++++ PROVIDED RECORDS ++++
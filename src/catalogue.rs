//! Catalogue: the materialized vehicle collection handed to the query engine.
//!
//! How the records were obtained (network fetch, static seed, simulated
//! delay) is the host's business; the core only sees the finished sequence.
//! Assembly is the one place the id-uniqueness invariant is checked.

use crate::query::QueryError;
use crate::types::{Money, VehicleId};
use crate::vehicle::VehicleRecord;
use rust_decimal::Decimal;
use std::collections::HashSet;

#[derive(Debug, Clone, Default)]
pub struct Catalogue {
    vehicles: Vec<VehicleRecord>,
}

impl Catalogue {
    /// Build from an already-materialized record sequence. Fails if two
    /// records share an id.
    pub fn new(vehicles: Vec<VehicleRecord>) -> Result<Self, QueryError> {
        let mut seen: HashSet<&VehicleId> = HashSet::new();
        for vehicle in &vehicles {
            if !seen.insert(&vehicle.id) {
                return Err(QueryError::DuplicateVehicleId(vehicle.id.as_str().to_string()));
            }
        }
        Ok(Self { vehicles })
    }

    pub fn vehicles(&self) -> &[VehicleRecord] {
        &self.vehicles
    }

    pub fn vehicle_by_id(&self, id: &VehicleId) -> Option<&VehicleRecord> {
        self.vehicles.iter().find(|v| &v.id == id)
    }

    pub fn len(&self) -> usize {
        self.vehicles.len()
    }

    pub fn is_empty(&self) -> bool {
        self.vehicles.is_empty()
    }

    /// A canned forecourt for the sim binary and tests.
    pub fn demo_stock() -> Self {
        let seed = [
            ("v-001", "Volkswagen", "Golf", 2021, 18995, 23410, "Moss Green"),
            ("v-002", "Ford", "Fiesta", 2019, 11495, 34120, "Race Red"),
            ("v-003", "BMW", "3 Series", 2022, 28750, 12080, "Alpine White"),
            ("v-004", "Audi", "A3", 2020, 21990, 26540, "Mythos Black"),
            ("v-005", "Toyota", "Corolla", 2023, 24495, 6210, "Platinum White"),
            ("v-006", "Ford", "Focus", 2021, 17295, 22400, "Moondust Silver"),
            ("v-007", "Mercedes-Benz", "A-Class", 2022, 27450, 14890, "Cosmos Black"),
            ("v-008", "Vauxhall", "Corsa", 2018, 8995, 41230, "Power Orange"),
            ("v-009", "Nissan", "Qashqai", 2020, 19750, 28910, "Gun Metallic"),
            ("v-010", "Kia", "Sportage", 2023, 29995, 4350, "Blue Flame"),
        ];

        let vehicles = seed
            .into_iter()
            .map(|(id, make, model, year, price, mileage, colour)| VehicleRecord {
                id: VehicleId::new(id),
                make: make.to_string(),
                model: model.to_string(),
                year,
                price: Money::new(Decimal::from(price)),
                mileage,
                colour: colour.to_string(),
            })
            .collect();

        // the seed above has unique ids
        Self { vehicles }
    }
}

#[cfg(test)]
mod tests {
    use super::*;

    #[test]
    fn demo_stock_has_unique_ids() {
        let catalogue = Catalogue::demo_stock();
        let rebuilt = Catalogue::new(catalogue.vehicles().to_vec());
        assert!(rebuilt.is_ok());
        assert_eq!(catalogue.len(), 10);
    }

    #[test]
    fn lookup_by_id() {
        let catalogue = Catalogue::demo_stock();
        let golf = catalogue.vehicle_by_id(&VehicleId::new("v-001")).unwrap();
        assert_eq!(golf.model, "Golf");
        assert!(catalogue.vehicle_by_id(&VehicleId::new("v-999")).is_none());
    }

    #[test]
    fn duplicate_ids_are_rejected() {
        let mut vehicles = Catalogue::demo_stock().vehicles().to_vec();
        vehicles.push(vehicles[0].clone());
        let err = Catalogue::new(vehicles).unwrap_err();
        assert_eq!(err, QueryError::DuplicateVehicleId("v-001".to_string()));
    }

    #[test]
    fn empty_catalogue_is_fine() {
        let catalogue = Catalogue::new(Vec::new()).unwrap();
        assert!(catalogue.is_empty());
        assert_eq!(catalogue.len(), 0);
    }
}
++++
++++ PROVIDED RECORDS ++++
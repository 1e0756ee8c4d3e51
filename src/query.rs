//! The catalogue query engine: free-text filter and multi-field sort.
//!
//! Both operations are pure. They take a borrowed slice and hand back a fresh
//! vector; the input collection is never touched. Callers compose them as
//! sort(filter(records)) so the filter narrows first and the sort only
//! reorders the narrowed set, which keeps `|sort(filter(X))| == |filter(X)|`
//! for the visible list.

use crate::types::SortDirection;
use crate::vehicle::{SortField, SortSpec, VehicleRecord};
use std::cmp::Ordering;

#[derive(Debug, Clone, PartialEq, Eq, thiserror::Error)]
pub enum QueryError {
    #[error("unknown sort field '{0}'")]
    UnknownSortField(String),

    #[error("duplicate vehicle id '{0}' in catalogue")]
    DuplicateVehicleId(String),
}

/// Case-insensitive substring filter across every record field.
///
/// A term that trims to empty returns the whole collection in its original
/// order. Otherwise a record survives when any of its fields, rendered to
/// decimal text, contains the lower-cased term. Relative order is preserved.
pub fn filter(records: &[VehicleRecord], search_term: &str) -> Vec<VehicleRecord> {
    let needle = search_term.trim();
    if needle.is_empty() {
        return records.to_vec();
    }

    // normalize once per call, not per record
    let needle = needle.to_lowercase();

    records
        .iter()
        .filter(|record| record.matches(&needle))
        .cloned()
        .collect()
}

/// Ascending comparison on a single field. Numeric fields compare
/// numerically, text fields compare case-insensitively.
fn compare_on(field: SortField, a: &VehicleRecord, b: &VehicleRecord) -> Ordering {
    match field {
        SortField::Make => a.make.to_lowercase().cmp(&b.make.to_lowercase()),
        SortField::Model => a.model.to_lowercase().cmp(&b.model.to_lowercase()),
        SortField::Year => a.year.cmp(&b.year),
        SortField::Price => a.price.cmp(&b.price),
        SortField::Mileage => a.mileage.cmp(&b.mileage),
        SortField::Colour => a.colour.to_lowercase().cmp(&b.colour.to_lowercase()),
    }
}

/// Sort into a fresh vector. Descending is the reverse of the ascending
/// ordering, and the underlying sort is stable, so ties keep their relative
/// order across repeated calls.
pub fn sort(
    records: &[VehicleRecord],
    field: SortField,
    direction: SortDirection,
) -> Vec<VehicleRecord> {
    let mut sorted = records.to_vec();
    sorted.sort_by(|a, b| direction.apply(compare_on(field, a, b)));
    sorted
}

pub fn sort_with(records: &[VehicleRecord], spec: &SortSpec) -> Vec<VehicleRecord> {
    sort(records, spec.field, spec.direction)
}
++++
## [PROBLEM TO SOLVE]
Send back exactly the lines of the listing above starting at the one with "pub fn len(&self)" and ending at the one with "assert!(rebuilt.is_ok());", inclusive, and no others.

## [SOLUTION TO THE PROBLEM]
    pub fn len(&self) -> usize {
        self.vehicles.len()
    }

    pub fn is_empty(&self) -> bool {
        self.vehicles.is_empty()
    }

    /// A canned forecourt for the sim binary and tests.
    pub fn demo_stock() -> Self {
        let seed = [
            ("v-001", "Volkswagen", "Golf", 2021, 18995, 23410, "Moss Green"),
            ("v-002", "Ford", "Fiesta", 2019, 11495, 34120, "Race Red"),
            ("v-003", "BMW", "3 Series", 2022, 28750, 12080, "Alpine White"),
            ("v-004", "Audi", "A3", 2020, 21990, 26540, "Mythos Black"),
            ("v-005", "Toyota", "Corolla", 2023, 24495, 6210, "Platinum White"),
            ("v-006", "Ford", "Focus", 2021, 17295, 22400, "Moondust Silver"),
            ("v-007", "Mercedes-Benz", "A-Class", 2022, 27450, 14890, "Cosmos Black"),
            ("v-008", "Vauxhall", "Corsa", 2018, 8995, 41230, "Power Orange"),
            ("v-009", "Nissan", "Qashqai", 2020, 19750, 28910, "Gun Metallic"),
            ("v-010", "Kia", "Sportage", 2023, 29995, 4350, "Blue Flame"),
        ];

        let vehicles = seed
            .into_iter()
            .map(|(id, make, model, year, price, mileage, colour)| VehicleRecord {
                id: VehicleId::new(id),
                make: make.to_string(),
                model: model.to_string(),
                year,
                price: Money::new(Decimal::from(price)),
                mileage,
                colour: colour.to_string(),
            })
            .collect();

        // the seed above has unique ids
        Self { vehicles }
    }
}

#[cfg(test)]
mod tests {
    use super::*;

    #[test]
    fn demo_stock_has_unique_ids() {
        let catalogue = Catalogue::demo_stock();
        let rebuilt = Catalogue::new(catalogue.vehicles().to_vec());
        assert!(rebuilt.is_ok());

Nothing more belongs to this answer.